How about this montrosity... could he also have purchased a Swan or Oyster but instead he sails (sic) this one?










And YES just like the above boat it took many craftsmen, builders, designers their jobs and livelihood to build that monstrosity everyone hates. :wink


----------



## sailpower (Jun 28, 2008)

capta said:


> Sorry, no. Not even the slightest bit of envy for that monstrosity OR the money wasted on producing it.
> If I'd wanted to spend my life making the kind of money it would take to build and operate that thing, I could have. I chose instead to spend my life doing what I love. That has included operating large motor yachts (before the term 'super yacht' was coined) and I haven't known too many owners who had any interest in anything but making more and more money, even when they should be enjoying the fruits of their labors while 'vacationing' aboard their yacht with their family.
> Granted, I don't choose a vessel by her looks, but there are just some designs that should stay on the drawing boards, IMO.
> Oh and to the guy who mentioned how many folks would have been employed building and operating this vessel; just as many as would have been employed building and operating a beautiful boat, I would think.

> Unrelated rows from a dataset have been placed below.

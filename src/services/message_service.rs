use tracing::{info, warn};
use uuid::Uuid;

use crate::{
    dao::{
        game_store::ArenaStore,
        models::{GameEntity, MessageEntity},
    },
    dto::{
        message::{MAX_MESSAGE_LENGTH, MessageView, PostMessageRequest},
        profile::ProfileSummary,
    },
    error::ServiceError,
    services::{change_events, game_service},
    state::{CurrentUser, SharedState},
};

/// Chat history of a game, oldest first. Participants only.
pub async fn list_messages(
    state: &SharedState,
    user: &CurrentUser,
    game_id: Uuid,
) -> Result<Vec<MessageView>, ServiceError> {
    let store = state.require_store().await?;
    ensure_participant(store.as_ref(), user, game_id).await?;

    let messages = store.list_messages(game_id).await?;
    let mut authors = messages.iter().map(|message| message.user_id).collect::<Vec<_>>();
    authors.sort_unstable();
    authors.dedup();
    let profiles = game_service::profiles_by_id(store.as_ref(), authors).await?;

    Ok(messages
        .into_iter()
        .map(|message| {
            let author = profiles
                .get(&message.user_id)
                .map(ProfileSummary::from)
                .unwrap_or_else(|| ProfileSummary::unknown(message.user_id));
            MessageView::new(message, author)
        })
        .collect())
}

/// Post a message on a game the caller is registered for.
pub async fn post_message(
    state: &SharedState,
    user: &CurrentUser,
    game_id: Uuid,
    request: PostMessageRequest,
) -> Result<MessageView, ServiceError> {
    let store = state.require_store().await?;
    let game = ensure_participant(store.as_ref(), user, game_id).await?;
    if !game.status.allows_chat() {
        return Err(ServiceError::InvalidState(format!(
            "chat is closed on a {} game",
            game.status.as_str()
        )));
    }

    let content = request.content.trim();
    if content.is_empty() {
        return Err(ServiceError::InvalidInput("message cannot be empty".into()));
    }
    if content.chars().count() > MAX_MESSAGE_LENGTH {
        return Err(ServiceError::InvalidInput(format!(
            "message exceeds {MAX_MESSAGE_LENGTH} characters"
        )));
    }

    let message = store
        .insert_message(MessageEntity {
            id: Uuid::new_v4(),
            game_id,
            user_id: user.id(),
            content: content.to_string(),
            created_at: state.now(),
        })
        .await?;
    info!(game_id = %game_id, user_id = %message.user_id, "chat message posted");
    change_events::message_inserted(state.feed(), &message);

    Ok(with_author(store.as_ref(), message).await)
}

/// Game the caller may chat on, or the reason they may not.
pub async fn ensure_participant(
    store: &dyn ArenaStore,
    user: &CurrentUser,
    game_id: Uuid,
) -> Result<GameEntity, ServiceError> {
    let game = game_service::find_game(store, game_id).await?;
    if game.is_registered(user.id()) {
        Ok(game)
    } else {
        Err(ServiceError::Forbidden(
            "only registered players can access the game chat".into(),
        ))
    }
}

/// Attach the author's profile, falling back to a placeholder when it cannot be read.
pub async fn with_author(store: &dyn ArenaStore, message: MessageEntity) -> MessageView {
    let author = match store.find_profile(message.user_id).await {
        Ok(Some(profile)) => ProfileSummary::from(&profile),
        Ok(None) => ProfileSummary::unknown(message.user_id),
        Err(err) => {
            warn!(user_id = %message.user_id, error = %err, "failed to load message author");
            ProfileSummary::unknown(message.user_id)
        }
    };
    MessageView::new(message, author)
}

#[cfg(test)]
mod tests {
    use std::sync::Arc;

    use super::*;
    use crate::{
        config::AppConfig,
        dao::{
            game_store::memory::MemoryStore,
            identity::{Identity, memory::MemoryIdentityProvider},
        },
        dto::game::CreateGameRequest,
        services::{game_service, roster},
        state::AppState,
    };

    fn user(name: &str) -> CurrentUser {
        CurrentUser {
            identity: Identity {
                id: Uuid::new_v4(),
                email: None,
                display_name: Some(name.into()),
                avatar_url: None,
            },
            token: name.into(),
        }
    }

    async fn game_with_host(state: &SharedState, host: &CurrentUser) -> Uuid {
        game_service::create_game(
            state,
            host,
            CreateGameRequest {
                title: "Morning rally".into(),
                sport: "Tennis".into(),
                location: "Mysore".into(),
                coordinates: None,
                scheduled_at: state.now() + time::Duration::days(1),
                max_players: 4,
                description: None,
            },
        )
        .await
        .unwrap()
        .id
    }

    async fn state() -> SharedState {
        let state = AppState::new(AppConfig::default(), Arc::new(MemoryIdentityProvider::new()));
        state.install_store(Arc::new(MemoryStore::new())).await;
        state
    }

    fn text(content: &str) -> PostMessageRequest {
        PostMessageRequest {
            content: content.into(),
        }
    }

    #[tokio::test]
    async fn outsiders_cannot_read_or_post() {
        let state = state().await;
        let host = user("host");
        let outsider = user("outsider");
        let game_id = game_with_host(&state, &host).await;

        assert!(matches!(
            post_message(&state, &outsider, game_id, text("hi")).await,
            Err(ServiceError::Forbidden(_))
        ));
        assert!(matches!(
            list_messages(&state, &outsider, game_id).await,
            Err(ServiceError::Forbidden(_))
        ));
    }

    #[tokio::test]
    async fn messages_are_trimmed_and_listed_in_order() {
        let state = state().await;
        let host = user("host");
        let guest = user("guest");
        let game_id = game_with_host(&state, &host).await;
        roster::join_game(&state, &guest, game_id).await.unwrap();

        post_message(&state, &host, game_id, text("  bring water  ")).await.unwrap();
        post_message(&state, &guest, game_id, text("on my way")).await.unwrap();
        assert!(matches!(
            post_message(&state, &guest, game_id, text("   ")).await,
            Err(ServiceError::InvalidInput(_))
        ));

        let history = list_messages(&state, &guest, game_id).await.unwrap();
        let contents = history.iter().map(|m| m.content.as_str()).collect::<Vec<_>>();
        assert_eq!(contents, ["bring water", "on my way"]);
        assert_eq!(history[0].author.id, host.id());
    }

    #[tokio::test]
    async fn messages_are_stamped_with_the_shared_clock() {
        let state = state().await;
        let host = user("host");
        let game_id = game_with_host(&state, &host).await;

        let before = state.now();
        let posted = post_message(&state, &host, game_id, text("court 3")).await.unwrap();
        assert!(posted.created_at >= before);
        assert!(posted.created_at <= state.now());
    }

    #[tokio::test]
    async fn cancelled_games_close_the_chat() {
        let state = state().await;
        let host = user("host");
        let game_id = game_with_host(&state, &host).await;
        game_service::cancel_game(&state, &host, game_id).await.unwrap();

        assert!(matches!(
            post_message(&state, &host, game_id, text("anyone?")).await,
            Err(ServiceError::InvalidState(_))
        ));
    }
}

Personally I know a lot of wealthy people. My experience is that they are like most. Some extremely nice and some just a**holes. The rest live their lives and try not to be taken advantage of.

They build these yachts the way that they want them. If they couldn't do that it is not a given that they would then build something that you approve of.

Impressive that you could have been a billionaire (which is what it takes to buy and own these things) but you chose not to. Instead you bought a boat that no one envies and is kind of butt ugly to some. Not that there's anything wrong with that.

You and Sloop Jon should write a book so that these wealthy people that you don't envy will know how to live your lives which I am sure that they are dying to do if they only had your guidance.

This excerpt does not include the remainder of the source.